Der Windows Defender ist standardmäßig in Windows integriert und bietet einen soliden, kostenlosen Virenschutz. Allerdings ist er nicht unfehlbar und gelegentlich tauchen Sicherheitslücken auf, die ihren Ursprung in unbedachten Designentscheidungen finden. Eine von denen wurde jetzt behoben.

Im Windows Defender lassen sich Datei-Ordner als Ausnahmen hinzufügen, in denen der Virenscanner nicht nach schädlicher Aktivität suchen soll.

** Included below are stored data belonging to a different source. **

//! Shared test harness: a scripted judge client and a fully wired
//! orchestrator over in-memory stores.

#![allow(dead_code)]

use async_trait::async_trait;
use parking_lot::Mutex;
use promptgate_core::{Error, Result};
use promptgate_gateway::Orchestrator;
use promptgate_judge::{
    CompletionClient, CompletionOutcome, CompletionRequest, JudgeConfig, ModelJudge,
};
use promptgate_reputation::{AdminOps, MemoryReputationStore, ReputationEngine};
use promptgate_session::{MemorySessionStore, SessionTracker};
use std::sync::Arc;
use std::time::Duration;

/// One scripted judge response
pub enum Scripted {
    Reply(Box<dyn Fn(&CompletionRequest) -> String + Send>),
    Fail(String),
}

impl Scripted {
    pub fn reply(f: impl Fn(&CompletionRequest) -> String + Send + 'static) -> Self {
        Self::Reply(Box::new(f))
    }

    /// A Pass-1 response that early-exits safe
    pub fn pass1_low() -> Self {
        Self::reply(|req| {
            format!(
                r#"{{"risk": "low", "confidence": 0.9, "context": "benign request", "legitimate_signals": [], "validation_token": {}}}"#,
                extract_nonce(req)
            )
        })
    }

    /// A Pass-1 response that escalates to Pass 2
    pub fn pass1_medium() -> Self {
        Self::reply(|req| {
            format!(
                r#"{{"risk": "medium", "confidence": 0.5, "context": "ambiguous", "legitimate_signals": [], "validation_token": {}}}"#,
                extract_nonce(req)
            )
        })
    }

    /// A Pass-2 response that allows
    pub fn pass2_safe() -> Self {
        Self::reply(|req| {
            format!(
                r#"{{"safe": true, "confidence": 0.9, "threats": [], "reasoning": "no manipulation found", "validation_token": {}}}"#,
                extract_nonce(req)
            )
        })
    }
}

/// Pull the nonce back out of the system prompt the judge built
pub fn extract_nonce(request: &CompletionRequest) -> u64 {
    let marker = "validation_token: ";
    let start = request.system_prompt.find(marker).unwrap() + marker.len();
    request.system_prompt[start..]
        .chars()
        .take_while(|c| c.is_ascii_digit())
        .collect::<String>()
        .parse()
        .unwrap()
}

/// Scripted stand-in for the model backend
pub struct ScriptedJudgeClient {
    responses: Mutex<Vec<Scripted>>,
    calls: Mutex<usize>,
}

impl ScriptedJudgeClient {
    pub fn new(responses: Vec<Scripted>) -> Arc<Self> {
        Arc::new(Self {
            responses: Mutex::new(responses),
            calls: Mutex::new(0),
        })
    }

    pub fn call_count(&self) -> usize {
        *self.calls.lock()
    }
}

#[async_trait]
impl CompletionClient for ScriptedJudgeClient {
    async fn complete(&self, request: &CompletionRequest) -> Result<CompletionOutcome> {
        *self.calls.lock() += 1;
        let mut responses = self.responses.lock();
        if responses.is_empty() {
            return Err(Error::Http("script exhausted".to_string()));
        }
        match responses.remove(0) {
            Scripted::Reply(f) => Ok(CompletionOutcome {
                content: f(request),
                model: request.model.clone(),
                tokens_used: 100,
                latency_ms: 3,
            }),
            Scripted::Fail(msg) => Err(Error::Http(msg)),
        }
    }
}

/// Everything a test needs to drive and inspect the pipeline
pub struct Harness {
    pub orchestrator: Arc<Orchestrator>,
    pub sessions: Arc<SessionTracker>,
    pub session_store: Arc<MemorySessionStore>,
    pub reputation: Arc<ReputationEngine>,
    pub reputation_store: Arc<MemoryReputationStore>,
    pub admin: Arc<AdminOps>,
    pub judge_client: Arc<ScriptedJudgeClient>,
}

/// Wire an orchestrator over in-memory stores and the given judge script
pub fn harness(script: Vec<Scripted>) -> Harness {
    let judge_client = ScriptedJudgeClient::new(script);
    let judge = ModelJudge::new(JudgeConfig::default(), judge_client.clone());

    let session_store = Arc::new(MemorySessionStore::new());
    let sessions = Arc::new(SessionTracker::new(
        session_store.clone(),
        Duration::from_millis(250),
    ));

    let reputation_store = Arc::new(MemoryReputationStore::new());
    let reputation = Arc::new(ReputationEngine::new(
        reputation_store.clone(),
        Duration::from_millis(250),
    ));
    let admin = Arc::new(AdminOps::new(reputation_store.clone()));

    let orchestrator = Arc::new(
        Orchestrator::new(judge, sessions.clone(), reputation.clone()).unwrap(),
    );

    Harness {
        orchestrator,
        sessions,
        session_store,
        reputation,
        reputation_store,
        admin,
        judge_client,
    }
}
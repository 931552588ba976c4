//! Judge response protocol
//!
//! Typed response schemas for both passes with explicit field-level
//! validation and nonce verification. Models return prose-wrapped JSON
//! often enough that a balanced-brace extraction pass runs before parsing
//! is declared hopeless; what happens then differs by pass. An unparseable
//! Pass 1 is repaired to an uncertain medium-risk result so the pipeline
//! escalates instead of erroring. An unparseable Pass 2 fails closed. A
//! response that parses but fails validation, in either pass, is a
//! protocol violation: it means something inside the judged text may have
//! reached the judge.

use promptgate_core::{Error, Result};
use serde::{Deserialize, Serialize};

/// Risk level reported by Pass 1
#[derive(Debug, Clone, Copy, PartialEq, Eq, Serialize, Deserialize)]
#[serde(rename_all = "lowercase")]
pub enum RiskLevel {
    High,
    Medium,
    Low,
}

/// Structured Pass-1 (pre-filter) response
#[derive(Debug, Clone, Serialize, Deserialize)]
pub struct Pass1Response {
    pub risk: RiskLevel,
    pub confidence: f64,
    pub context: String,
    #[serde(default)]
    pub legitimate_signals: Vec<String>,
    pub validation_token: u64,
}

impl Pass1Response {
    /// The placeholder returned when Pass 1 output cannot be parsed:
    /// low confidence routes the request to Pass 2
    pub fn repaired(nonce: u64) -> Self {
        Self {
            risk: RiskLevel::Medium,
            confidence: 0.4,
            context: "Invalid model response format - needs deeper validation".to_string(),
            legitimate_signals: Vec::new(),
            validation_token: nonce,
        }
    }

    fn validate(&self, nonce: u64) -> Result<()> {
        if !(0.0..=1.0).contains(&self.confidence) {
            return Err(Error::schema(format!(
                "pass1 confidence out of range: {}",
                self.confidence
            )));
        }
        if self.validation_token != nonce {
            return Err(Error::schema(
                "pass1 validation token mismatch - possible prompt injection",
            ));
        }
        Ok(())
    }
}

/// Structured Pass-2 (final) response
#[derive(Debug, Clone, Serialize, Deserialize)]
pub struct Pass2Response {
    pub safe: bool,
    pub confidence: f64,
    #[serde(default)]
    pub threats: Vec<String>,
    pub reasoning: String,
    pub validation_token: u64,
}

impl Pass2Response {
    fn validate(&self, nonce: u64) -> Result<()> {
        if !(0.0..=1.0).contains(&self.confidence) {
            return Err(Error::schema(format!(
                "pass2 confidence out of range: {}",
                self.confidence
            )));
        }
        if self.validation_token != nonce {
            return Err(Error::schema(
                "pass2 validation token mismatch - possible prompt injection",
            ));
        }
        Ok(())
    }
}

/// Outcome of checking a Pass-1 response
#[derive(Debug, Clone)]
pub enum Pass1Evaluation {
    /// Schema and nonce verified (possibly via repair)
    Valid(Pass1Response),
    /// Parsed but failed structural or nonce validation
    ProtocolViolation(String),
}

/// Outcome of checking a Pass-2 response
#[derive(Debug, Clone)]
pub enum Pass2Evaluation {
    /// Schema and nonce verified
    Valid(Pass2Response),
    /// No JSON object could be recovered from the response at all
    Unparseable,
    /// Parsed but failed structural or nonce validation
    ProtocolViolation(String),
}

/// Validate a raw Pass-1 response body
pub fn evaluate_pass1(content: &str, nonce: u64) -> Pass1Evaluation {
    let value = match recover_json(content) {
        Some(value) => value,
        None => return Pass1Evaluation::Valid(Pass1Response::repaired(nonce)),
    };

    let response: Pass1Response = match serde_json::from_value(value) {
        Ok(response) => response,
        Err(e) => return Pass1Evaluation::ProtocolViolation(format!("pass1 schema: {}", e)),
    };

    match response.validate(nonce) {
        Ok(()) => Pass1Evaluation::Valid(response),
        Err(e) => Pass1Evaluation::ProtocolViolation(e.to_string()),
    }
}

/// Validate a raw Pass-2 response body
pub fn evaluate_pass2(content: &str, nonce: u64) -> Pass2Evaluation {
    let value = match recover_json(content) {
        Some(value) => value,
        None => return Pass2Evaluation::Unparseable,
    };

    let response: Pass2Response = match serde_json::from_value(value) {
        Ok(response) => response,
        Err(e) => return Pass2Evaluation::ProtocolViolation(format!("pass2 schema: {}", e)),
    };

    match response.validate(nonce) {
        Ok(()) => Pass2Evaluation::Valid(response),
        Err(e) => Pass2Evaluation::ProtocolViolation(e.to_string()),
    }
}

/// Parse the content as JSON, or extract the first balanced object from
/// prose-wrapped output and parse that
fn recover_json(content: &str) -> Option<serde_json::Value> {
    if let Ok(value) = serde_json::from_str::<serde_json::Value>(content.trim()) {
        if value.is_object() {
            return Some(value);
        }
    }

    let start = content.find('{')?;
    let mut depth = 0usize;
    let mut in_string = false;
    let mut escaped = false;
    for (offset, c) in content[start..].char_indices() {
        if escaped {
            escaped = false;
            continue;
        }
        match c {
            '\\' if in_string => escaped = true,
            '"' => in_string = !in_string,
            '{' if !in_string => depth += 1,
            '}' if !in_string => {
                depth -= 1;
                if depth == 0 {
                    let candidate = &content[start..start + offset + 1];
                    return serde_json::from_str(candidate).ok();
                }
            }
            _ => {}
        }
    }
    None
}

Die Erstellung solcher Ausnahmen ist zwar nur mit administrativen Rechten gestattet, doch die Einlese ist für jeden Benutzer auf dem Computer möglich. Ein potenzielles Angriffsszenario wäre es, die Liste der Ausnahmen auszulesen und in den darin aufgeführten Ordnern die Schadsoftware zu platzieren. Diese könnte dann ihres Amtes walten, ohne dass der Benutzer etwas bemerkt, denn der Defender warnt korrekterweise nicht.

Die Sicherheitslücke ist auf den meisten Computern bereits geschlossen

Doch kein Grund zur Sorge, die Sicherheitslücke ist nicht mehr vorhanden. Die Fehlerkorrektur ist nicht Bestandteil eines Windows Updates, sondern von einem Windows Defender eigenem Signatur(?)-Update. Nach dem Download der Aktualisierung stoßt MsMpEng.exe die Bearbeitung der Rechte des betroffenen Registrierungsschlüssels an.

Ob die Sicherheitslücke auf eurem System noch vorhanden ist, könnt ihr mit folgendem Befehl überprüfen:

reg query „HKLM\SOFTWARE\Microsoft\Windows Defender\Exclusions“ /s

Gibt diesen Befehl in eine Eingabeaufforderung ohne Admin-Rechte ein. Sollte das Ergebnis „ERROR: Access is denied.“ lauten, dann seid ihr von dieser Sicherheitslücke nicht betroffen.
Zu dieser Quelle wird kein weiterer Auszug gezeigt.